Benevolent, enlightened and almost infinitely resourceful though it may be, the Culture can only do so much for any individual. With the assistance of one of its most powerful – and arguably deranged – warships, Lededje finds herself heading into a combat zone not even sure which side the Culture is really on. A war – brutal, far-reaching – is already raging within the digital realms that store the souls of the dead, and it’s about
to erupt into reality.

It started in the realm of the Real and that is where it will end. It will touch countless lives and affect entire civilizations, but at the centre of it all is a young woman whose need for revenge masks another motive altogether."

Surface Detail has automatically become my number one expected novel for the rest of 2010, superseding the previous list, especially considering the very intriguing blurb which seems to be related to the awesome part of Matter alluded above.

4 comments:

Ron Buckmire said...

I *loved* Matter but could barely get through The Algebraist and threw Consider Phlebas across the room after about 2 chapters...Excession I slogged through with mostly disgust.

I hope this new book is more like Matter than the old books.

I suppose I might give Use of Weapons a try

Scott said...

After reading "Look to Windward" I kind of fell off the Banks train. Like you, I thought "Use of Weapons" was/is a masterpiece, and too loved "The Player of Games". I'll have to find a copy of this new one though.

Liviu said...

Algebraist had a great premise and some very cool stuff (the villains, some of the creatures living into the gas giant) but left me a bit empty; Consider Phlebas - I saw some similar reactions, so i guess it depends on how you like an anti-hero who fights on the bad guys side in a sort of picaresque dark space opera; there is a lot of inventiveness in that book; Excession had its good stuff too - that part with the concentration camp officer and his punishment, some of the stuff on the main ship...

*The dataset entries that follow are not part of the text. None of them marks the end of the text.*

//! Data models for the anonymization layer

pub mod pii_field;

pub use pii_field::{canonical_field_name, FieldRole, PiiField};
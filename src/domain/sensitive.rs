//! Protected storage for raw PII inside the trust boundary
//!
//! Raw identifying values (name, address, phone, birth date, ...) are wrapped
//! in a `secrecy::Secret` so that:
//!
//! - **Debug output is redacted**, so a stray `?record` in a log line prints
//!   `Secret([REDACTED ...])` instead of the value
//! - **Memory is zeroed on drop**, so discarded batches do not linger
//! - **Access is explicit**: reading a value requires `expose_secret()`
//!
//! There is deliberately no `SerializableSecret` impl: raw values cannot be
//! serialized out of the pipeline by accident.
//!
//! # Example
//!
//! ```rust
//! use deident::domain::sensitive::sensitive;
//! use secrecy::ExposeSecret;
//!
//! let phone = sensitive("+256 700 123456".to_string());
//! assert_eq!(phone.expose_secret().as_ref(), "+256 700 123456");
//! assert!(!format!("{phone:?}").contains("700"));
//! ```

use secrecy::{CloneableSecret, DebugSecret, Secret};
use zeroize::{Zeroize, ZeroizeOnDrop};

/// Newtype wrapper for a raw PII string
#[derive(Clone, Zeroize, ZeroizeOnDrop)]
pub struct SensitiveValue(String);

impl CloneableSecret for SensitiveValue {}
impl DebugSecret for SensitiveValue {}

impl From<String> for SensitiveValue {
    fn from(s: String) -> Self {
        SensitiveValue(s)
    }
}

impl AsRef<str> for SensitiveValue {
    fn as_ref(&self) -> &str {
        &self.0
    }
}

impl SensitiveValue {
    /// Check if the value is empty after trimming
    pub fn is_blank(&self) -> bool {
        self.0.trim().is_empty()
    }
}

/// A raw PII value held for the lifetime of one batch
pub type SensitiveString = Secret<SensitiveValue>;

/// Wrap a raw value
#[inline]
pub fn sensitive(value: String) -> SensitiveString {
    Secret::new(SensitiveValue::from(value))
}

/// Wrap an optional raw value, dropping blanks
#[inline]
pub fn sensitive_opt(value: Option<String>) -> Option<SensitiveString> {
    value
        .map(SensitiveValue::from)
        .filter(|v| !v.is_blank())
        .map(Secret::new)
}
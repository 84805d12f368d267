//! Init command implementation
//!
//! This module implements the `init` command for generating a sample
//! configuration file.

use super::{EXIT_CONFIG, EXIT_FATAL, EXIT_OK};
use clap::Args;
use std::fs;
use std::path::Path;

/// Arguments for the init command
#[derive(Args, Debug)]
pub struct InitArgs {
    /// Path where to create the configuration file
    #[arg(short, long, default_value = "deident.toml")]
    pub output: String,

    /// Include example values and comments
    #[arg(long)]
    pub with_examples: bool,

    /// Overwrite existing file
    #[arg(long)]
    pub force: bool,
}

impl InitArgs {
    /// Execute the init command
    pub fn execute(&self) -> anyhow::Result<i32> {
        tracing::info!(output = %self.output, "Initializing configuration file");

        println!("📝 Initializing deident configuration");
        println!();

        if Path::new(&self.output).exists() && !self.force {
            println!("❌ Configuration file already exists: {}", self.output);
            println!("   Use --force to overwrite");
            return Ok(EXIT_CONFIG);
        }

        let config_content = if self.with_examples {
            Self::generate_config_with_examples()
        } else {
            Self::generate_minimal_config()
        };

        match fs::write(&self.output, config_content) {
            Ok(()) => {
                println!("✅ Configuration file created: {}", self.output);
                println!();
                println!("Next steps:");
                println!("  1. Edit {} with your settings", self.output);
                println!("  2. Validate configuration: deident validate-config");
                println!("  3. Run a batch: deident anonymize --input rows.json --output release.json --mapping-output mapping.json");
                println!("  4. Check a release: deident verify --input release.json");
                println!();
                Ok(EXIT_OK)
            }
            Err(e) => {
                println!("❌ Failed to write configuration file");
                println!("   Error: {e}");
                Ok(EXIT_FATAL)
            }
        }
    }

    /// Generate minimal configuration
    fn generate_minimal_config() -> String {
        r#"# deident configuration

[application]
log_level = "info"

[privacy]
k = 5
on_violation = "reject"
storage_age_width = 5
chain_age_width = 10

[privacy.audit]
enabled = true
log_path = "./audit/deident.log"

[logging]
local_enabled = false
"#
        .to_string()
    }

    /// Generate configuration with examples and comments
    fn generate_config_with_examples() -> String {
        r#"# deident configuration
# Clinical record de-identification and provenance pipeline
#
# Values of the form ${VAR} are replaced from the environment.
# Any key can also be overridden with DEIDENT_<SECTION>_<KEY>,
# e.g. DEIDENT_PRIVACY_K=10.

# ============================================================================
# Application
# ============================================================================
[application]
# trace | debug | info | warn | error
log_level = "info"

# Run and validate batches without writing the release or the mapping
dry_run = false

# ============================================================================
# Privacy
# ============================================================================
[privacy]
# Minimum cohort size over (country, age range, gender, occupation)
k = 5

# What to do with cohorts smaller than k:
#   reject   - reject the whole batch (recommended)
#   suppress - drop the undersized cohorts and release the rest
on_violation = "reject"

# Age bucket width for storage records
storage_age_width = 5

# Age bucket width for chain records; must be a multiple of storage_age_width
chain_age_width = 10

# Date ages are computed against (defaults to today)
# reference_date = "2024-06-01"

[privacy.audit]
# One entry per batch: counts, hashes, field names. Never field values.
enabled = true
log_path = "./audit/deident.log"

# JSON lines (true) or plain text (false)
json_format = true

# ============================================================================
# Logging
# ============================================================================
[logging]
# Write JSON logs to a file in addition to the console
local_enabled = false

# Directory for log files
local_path = "./logs"

# daily | hourly | never
local_rotation = "daily"
"#
        .to_string()
    }
}

#[cfg(test)]
mod tests {
    use super::*;
    use crate::config::parse_config;
    use tempfile::TempDir;

    #[test]
    fn test_generated_configs_parse() {
        for content in [
            InitArgs::generate_minimal_config(),
            InitArgs::generate_config_with_examples(),
        ] {
            let config = parse_config(&content).unwrap();
            assert!(config.validate().is_ok());
            assert_eq!(config.privacy.k, 5);
        }
    }

    #[test]
    fn test_existing_file_needs_force() {
        let dir = TempDir::new().unwrap();
        let output = dir.path().join("deident.toml");
        fs::write(&output, "# existing").unwrap();

        let mut args = InitArgs {
            output: output.to_string_lossy().to_string(),
            with_examples: false,
            force: false,
        };
        assert_eq!(args.execute().unwrap(), EXIT_CONFIG);
        assert_eq!(fs::read_to_string(&output).unwrap(), "# existing");

        args.force = true;
        assert_eq!(args.execute().unwrap(), EXIT_OK);
        assert!(fs::read_to_string(&output).unwrap().contains("[privacy]"));
    }
}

I liked Inversion too despite its fantasy feel, but none to me matched those first four because all the characters lacked the edge of Horza, Zakalwe, Lady Sharrow...

Fabio Fernandes said...

Use of Weapons is also my favorite Culture novel. I intend to reread all the Culture cycle before reading Surface Detail - and, guess what? I recently read Transition, and I couldn't agree more: it's the best novel I've read this year so far.